Underneath, in pencil, ran the message ‘No door number for 11c. When you get to 11b go through the service entrance gate and follow the passage round to the back of the building. There’s a black-painted door – that’s it.’
‘Oh,’ said Guy in confusion. ‘Oh!’
‘What?’ said Rodie, irritated her discovery wasn’t being greeted with a round of applause.

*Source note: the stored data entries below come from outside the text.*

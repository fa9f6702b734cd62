//! Cross-platform application paths

use std::fs;
use std::path::PathBuf;

#[derive(Debug, thiserror::Error)]
pub enum PathsError {
    #[error("Could not determine data directory")]
    NoDataDir,
    #[error("Failed to create data directory {path:?}: {source}")]
    Create {
        path: PathBuf,
        source: std::io::Error,
    },
}

#[derive(Debug, Clone)]
pub struct AppPaths {
    data_dir: PathBuf,
}

impl AppPaths {
    pub fn new() -> Result<Self, PathsError> {
        let data_dir = Self::get_data_dir()?;

        // Ensure directory exists
        fs::create_dir_all(&data_dir).map_err(|source| PathsError::Create {
            path: data_dir.clone(),
            source,
        })?;

        Ok(Self { data_dir })
    }

    fn get_data_dir() -> Result<PathBuf, PathsError> {
        let base = dirs::data_dir().ok_or(PathsError::NoDataDir)?;
        Ok(base.join("wasmcompute"))
    }

    pub fn data_dir(&self) -> &PathBuf {
        &self.data_dir
    }

    pub fn config_file(&self) -> PathBuf {
        self.data_dir.join("config.json")
    }
}
//! Compute backends and the native fallback.
//!
//! A backend is anything that provides the three arithmetic operations. Both
//! backends work on `i32` with two's complement wrapping, which is what the
//! WebAssembly `i32` instructions do, so results agree bit-for-bit whichever
//! backend is active.

#[cfg(feature = "serde")]
use serde::{Deserialize, Serialize};
use std::fmt;

/// Which kind of backend is answering.
#[derive(Debug, Clone, Copy, PartialEq, Eq, Hash)]
#[cfg_attr(feature = "serde", derive(Serialize, Deserialize))]
#[cfg_attr(feature = "serde", serde(rename_all = "lowercase"))]
pub enum Origin {
    /// The compiled WebAssembly binary.
    Wasm,
    /// The in-process native implementation.
    Fallback,
}

impl Origin {
    pub fn as_str(&self) -> &'static str {
        match self {
            Origin::Wasm => "wasm",
            Origin::Fallback => "fallback",
        }
    }
}

impl fmt::Display for Origin {
    fn fmt(&self, f: &mut fmt::Formatter<'_>) -> fmt::Result {
        f.write_str(self.as_str())
    }
}

/// The capability set every backend provides.
///
/// All operations are pure and total: no input makes them fail or panic.
pub trait ComputeBackend: Send + Sync {
    /// `a + b`, wrapping.
    fn add(&self, a: i32, b: i32) -> i32;

    /// `a * b`, wrapping.
    fn multiply(&self, a: i32, b: i32) -> i32;

    /// Sum of the integers in `[0, n)`; `0` when `n <= 0`.
    fn sum(&self, n: i32) -> i32;

    /// Which kind of backend this is.
    fn origin(&self) -> Origin;
}

/// Native implementation used whenever the binary is unavailable.
#[derive(Debug, Clone, Copy, Default)]
pub struct NativeBackend;

impl ComputeBackend for NativeBackend {
    #[inline]
    fn add(&self, a: i32, b: i32) -> i32 {
        native_add(a, b)
    }

    #[inline]
    fn multiply(&self, a: i32, b: i32) -> i32 {
        native_multiply(a, b)
    }

    #[inline]
    fn sum(&self, n: i32) -> i32 {
        native_sum(n)
    }

    fn origin(&self) -> Origin {
        Origin::Fallback
    }
}

#[inline]
pub fn native_add(a: i32, b: i32) -> i32 {
    a.wrapping_add(b)
}

#[inline]
pub fn native_multiply(a: i32, b: i32) -> i32 {
    a.wrapping_mul(b)
}

/// `n*(n-1)/2` computed in 64 bits, then truncated to 32.
///
/// The truncation equals the wrapped running sum, so this matches a binary
/// that accumulates with `i32.add`.
#[inline]
pub fn native_sum(n: i32) -> i32 {
    if n <= 0 {
        return 0;
    }
    let n = i64::from(n);
    ((n * (n - 1)) >> 1) as i32
}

‘We’ll have to go round there. Now!’
‘Well, that’s a disappointment,’ came the sarcastic response. ‘The only clue I find in two hours of searching – I was hoping for a bunch of flowers, not an order to do overtime!’
‘Come on!’
Guy marched speedily up Sloane Street with Rodie struggling to keep up. ‘What’s the bleedin’ hurry?’ she asked several times, but got no reply. Only when they reached Knightsbridge did he deign to answer.